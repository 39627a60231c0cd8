//! Turns discovered candidates into chat sessions.
//!
//! Candidates are attempted one at a time in the order they arrive. A failed
//! or slow peer costs at most one connect timeout and never stops the loop.
//!
//! Two nodes that find each other at the same time open one stream each. Both
//! keep the stream opened by the lower peer id and drop the other, so every
//! pair of peers ends up with a single session.

use crate::network::{PeerAddress, StreamDialer};
use crate::session::{ChatSession, Console, Direction, SessionId, SessionManager};
use crate::utils::{NetworkError, Result};
use futures::stream::{Stream, StreamExt};
use libp2p::PeerId;
use std::time::Duration;

/// Upper bound for each session to wind down on shutdown
pub const SESSION_CLOSE_TIMEOUT: Duration = Duration::from_secs(2);

/// Counters for one pass over a candidate stream
#[derive(Debug, Clone, Copy, Default, PartialEq, Eq)]
pub struct OrchestratorStats {
    /// Connection attempts made
    pub attempted: usize,
    /// Attempts that produced a session
    pub connected: usize,
    /// Attempts that failed or timed out
    pub failed: usize,
    /// Candidates skipped because a session with them was already live
    pub skipped: usize,
}

/// Opens sessions to candidates and accepts inbound ones
pub struct ConnectionOrchestrator<D: StreamDialer> {
    dialer: D,
    local_peer_id: PeerId,
    console: Console,
    sessions: SessionManager,
    connect_timeout: Duration,
}

impl<D: StreamDialer> ConnectionOrchestrator<D> {
    /// Create an orchestrator dialing through `dialer` on behalf of `local_peer_id`
    pub fn new(
        dialer: D,
        local_peer_id: PeerId,
        console: Console,
        connect_timeout: Duration,
    ) -> Self {
        Self {
            dialer,
            local_peer_id,
            console,
            sessions: SessionManager::new(),
            connect_timeout,
        }
    }

    /// Registry of sessions started by this orchestrator
    pub fn sessions(&self) -> &SessionManager {
        &self.sessions
    }

    /// Open a chat stream to `peer` and start a session over it
    ///
    /// # Errors
    ///
    /// Returns the dialer's error, or `NetworkError::Timeout` if no stream
    /// was open within the connect timeout.
    pub async fn connect(&self, peer: &PeerAddress) -> Result<SessionId> {
        log::info!("Connecting to: {}", peer);
        let stream = match tokio::time::timeout(self.connect_timeout, self.dialer.open_stream(peer))
            .await
        {
            Ok(result) => result?,
            Err(_) => {
                return Err(NetworkError::Timeout {
                    operation: format!("connect to {}", peer.peer_id),
                }
                .into())
            }
        };
        log::info!("Connected to: {}", peer.peer_id);
        Ok(self.start_session(stream, peer.peer_id, Direction::Outbound))
    }

    /// Start a session over a stream opened by `peer`
    pub fn accept(&self, peer: PeerId, stream: D::Stream) -> SessionId {
        log::info!("Got a new stream from {}", peer);
        self.start_session(stream, peer, Direction::Inbound)
    }

    fn start_session(&self, stream: D::Stream, peer: PeerId, direction: Direction) -> SessionId {
        let preferred = self.preferred_direction(&peer);
        self.sessions.insert_unique(
            peer,
            |live| {
                let replace = live != direction && direction == preferred;
                log::debug!(
                    "Second session with {}, keeping the {:?} one",
                    peer,
                    if replace { direction } else { live }
                );
                replace
            },
            || ChatSession::start(stream, peer, direction, self.console.session_io()),
        )
    }

    /// Direction of the stream opened by whichever of the two peers has the lower id
    fn preferred_direction(&self, peer: &PeerId) -> Direction {
        if self.local_peer_id < *peer {
            Direction::Outbound
        } else {
            Direction::Inbound
        }
    }

    /// Attempt every candidate until the stream ends
    pub async fn run<S>(&self, candidates: S) -> OrchestratorStats
    where
        S: Stream<Item = PeerAddress>,
    {
        let mut stats = OrchestratorStats::default();
        futures::pin_mut!(candidates);

        while let Some(peer) = candidates.next().await {
            if self.sessions.contains_peer(&peer.peer_id) {
                log::debug!("Already chatting with {}, skipping", peer.peer_id);
                stats.skipped += 1;
                continue;
            }

            stats.attempted += 1;
            match self.connect(&peer).await {
                Ok(_) => stats.connected += 1,
                Err(e) => {
                    stats.failed += 1;
                    if e.is_recoverable() {
                        log::warn!("Connection failed to {}: {}", peer.peer_id, e);
                    } else {
                        log::error!("Connection failed to {}: {}", peer.peer_id, e);
                    }
                }
            }
        }

        stats
    }

    /// Close every session; returns how many were closed
    pub async fn shutdown(&self) -> usize {
        self.sessions.close_all(SESSION_CLOSE_TIMEOUT).await.len()
    }
}
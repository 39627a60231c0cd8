//! Transport layer.
//!
//! The libp2p node runtime (TCP, Noise, Yamux, DHT, mDNS) and the line framer
//! used on chat streams.

pub mod behaviour;
pub mod framer;
pub mod node;

pub use behaviour::NodeBehaviour;
pub use framer::{LineReader, LineWriter};
pub use node::{spawn_node, NodeHandle};
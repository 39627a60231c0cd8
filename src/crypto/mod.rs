//! Node identity and key material.
//!
//! The transport layer authenticates every connection with the node keypair,
//! so this module only has to create, persist and expose that identity.

pub mod identity;

pub use identity::*;
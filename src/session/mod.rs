//! Chat sessions and the local console.
//!
//! Every stream between two peers becomes a [`ChatSession`]. Sessions are
//! tracked by the [`SessionManager`] and share one [`Console`].

pub mod chat;
pub mod console;
pub mod manager;

pub use chat::*;
pub use console::*;
pub use manager::*;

Task item » Scan the listing above and copy all lines containing the word "layer".

Answer below »
//! Transport layer.
//! The transport layer authenticates every connection with the node keypair,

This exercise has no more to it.